Христос это опровергает. Он бросает вызов этой парадигме. К нему приходят и богатые, и бедные. Он крушит троны и скидывает митры.
И этот Христос опасен Великому Инквизитору. И именно этого Христа, как абсолютного революционера, как абсолютного изменителя природы, прозревает Достоевский.
Достоевский заигрывает с консерватизмом, он считает себя консерватором, но он является одним из отцов русской революции, потому что русская революция – это революция против Великого Инквизитора, против абсолютной невозможности тому, кто был никем, стать чем-то. И семнадцатый год никогда не будет забыт.
Да, Достоевский был против социал-демократии, был против социализма, против революции. Вот такая вот кипа, против чего он был. Но, по сути, он был не просто большевиком, он был апостолом русской революции.
Даже вот в этой фразе – с Христом против истины, с духом свободы, с Тем, Кто принес освобождение.

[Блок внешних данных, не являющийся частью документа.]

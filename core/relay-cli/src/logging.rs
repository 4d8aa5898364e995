//! Stderr logging. Quiet by default so command output stays readable.

use tracing_subscriber::EnvFilter;

const DEBUG_LOG_ENV: &str = "RELAY_DEBUG_LOG";

pub fn init() {
    let debug = std::env::var(DEBUG_LOG_ENV)
        .map(|value| matches!(value.as_str(), "1" | "true" | "TRUE" | "yes" | "YES"))
        .unwrap_or(false);
    let filter = if debug {
        EnvFilter::new("debug")
    } else {
        EnvFilter::new("warn")
    };
    let _ = tracing_subscriber::fmt()
        .with_env_filter(filter)
        .with_writer(std::io::stderr)
        .try_init();
}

Против Великого Инквизитора, против земных царей и всей этой земной юдоли, где правят деньги, где правят религии, где правят все эти законченные форматы, как у Экклезиаста: нет ничего нового из того, чего не было бы прежде, и ничего не будет.

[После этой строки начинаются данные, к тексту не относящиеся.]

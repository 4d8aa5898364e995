//! relay: control the relay daemon and run agent sessions under it.
//!
//! ## Subcommands
//!
//! - `daemon start|stop|status|list|stop-session|spawn`: daemon control
//! - `session`: session runner (spawned by the daemon, or run from a terminal)

mod daemon_client;
mod daemon_cmd;
mod error;
mod logging;
mod session;

use clap::{Parser, Subcommand, ValueEnum};
use relay_daemon_protocol::StartedBy;
use std::path::PathBuf;
use std::process::ExitCode;

use crate::daemon_client::{relay_home, DAEMON_PORT_ENV, HOME_DIR_ENV};
use crate::error::Result;

#[derive(Parser)]
#[command(name = "relay")]
#[command(about = "Relay agent sessions through a per-machine daemon")]
#[command(version)]
struct Cli {
    #[command(subcommand)]
    command: Commands,
}

#[derive(Subcommand)]
enum Commands {
    /// Manage the background daemon
    Daemon {
        #[command(subcommand)]
        command: DaemonCommand,
    },

    /// Run an agent session and report it to the daemon
    Session {
        /// Remote session id (generated when omitted)
        #[arg(long)]
        session_id: Option<String>,

        /// Who started this session
        #[arg(long, value_enum, default_value_t = Origin::Terminal)]
        started_by: Origin,

        /// Agent command and arguments (defaults to $RELAY_AGENT_COMMAND or `claude`)
        #[arg(last = true)]
        agent: Vec<String>,
    },
}

#[derive(Subcommand)]
enum DaemonCommand {
    /// Start the daemon in the background
    Start,
    /// Ask the daemon to stop, killing it if it does not
    Stop,
    /// Show the daemon's state file
    Status,
    /// List tracked sessions
    List,
    /// Stop one session
    StopSession {
        #[arg(value_name = "SESSION_ID")]
        session_id: String,
    },
    /// Spawn a session in a directory
    Spawn {
        #[arg(value_name = "DIR")]
        directory: PathBuf,

        /// Session id to hand to the new session
        #[arg(long)]
        session_id: Option<String>,

        /// Create the directory if it does not exist
        #[arg(long)]
        approve: bool,
    },
}

#[derive(Clone, Copy, ValueEnum)]
enum Origin {
    Daemon,
    Terminal,
}

impl From<Origin> for StartedBy {
    fn from(origin: Origin) -> Self {
        match origin {
            Origin::Daemon => StartedBy::Daemon,
            Origin::Terminal => StartedBy::Terminal,
        }
    }
}

fn run(cli: Cli) -> Result<()> {
    let home = relay_home(std::env::var(HOME_DIR_ENV).ok())?;
    match cli.command {
        Commands::Daemon { command } => match command {
            DaemonCommand::Start => daemon_cmd::start(&home),
            DaemonCommand::Stop => daemon_cmd::stop(&home),
            DaemonCommand::Status => daemon_cmd::status(&home),
            DaemonCommand::List => daemon_cmd::list(&home),
            DaemonCommand::StopSession { session_id } => {
                daemon_cmd::stop_session(&home, &session_id)
            }
            DaemonCommand::Spawn {
                directory,
                session_id,
                approve,
            } => daemon_cmd::spawn(&home, &directory, session_id, approve),
        },
        Commands::Session {
            session_id,
            started_by,
            agent,
        } => {
            let daemon_port = std::env::var(DAEMON_PORT_ENV)
                .ok()
                .and_then(|value| value.trim().parse::<u16>().ok());
            let options = session::SessionOptions {
                session_id,
                started_by: started_by.into(),
                daemon_port,
                agent,
            };
            // Only returns if exec failed.
            session::run(&home, options).map(|never| match never {})
        }
    }
}

fn main() -> ExitCode {
    logging::init();
    let cli = Cli::parse();

    match run(cli) {
        Ok(()) => ExitCode::SUCCESS,
        Err(err) => {
            tracing::error!(error = %err, "relay failed");
            eprintln!("relay: {}", err);
            ExitCode::FAILURE
        }
    }
}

Нет, будет! Христос это сказал. Русская революция это доказала. Она исчерпала свой ресурс, в ней не было религиозного фактора – это и погубило русскую революцию в итоге, на мой взгляд. Это был один из факторов ее гибели.
И это для меня важно в Достоевском. Он для меня является ключевой личностью русского самосознания и русской истории, ключевой.
Он, Толстой и русские духовные старцы. Особенно – имеющие отношение к традиции нестяжателей, к нестяжательской традиции Нила Сорского и всего, что от него развивалось потом в истории.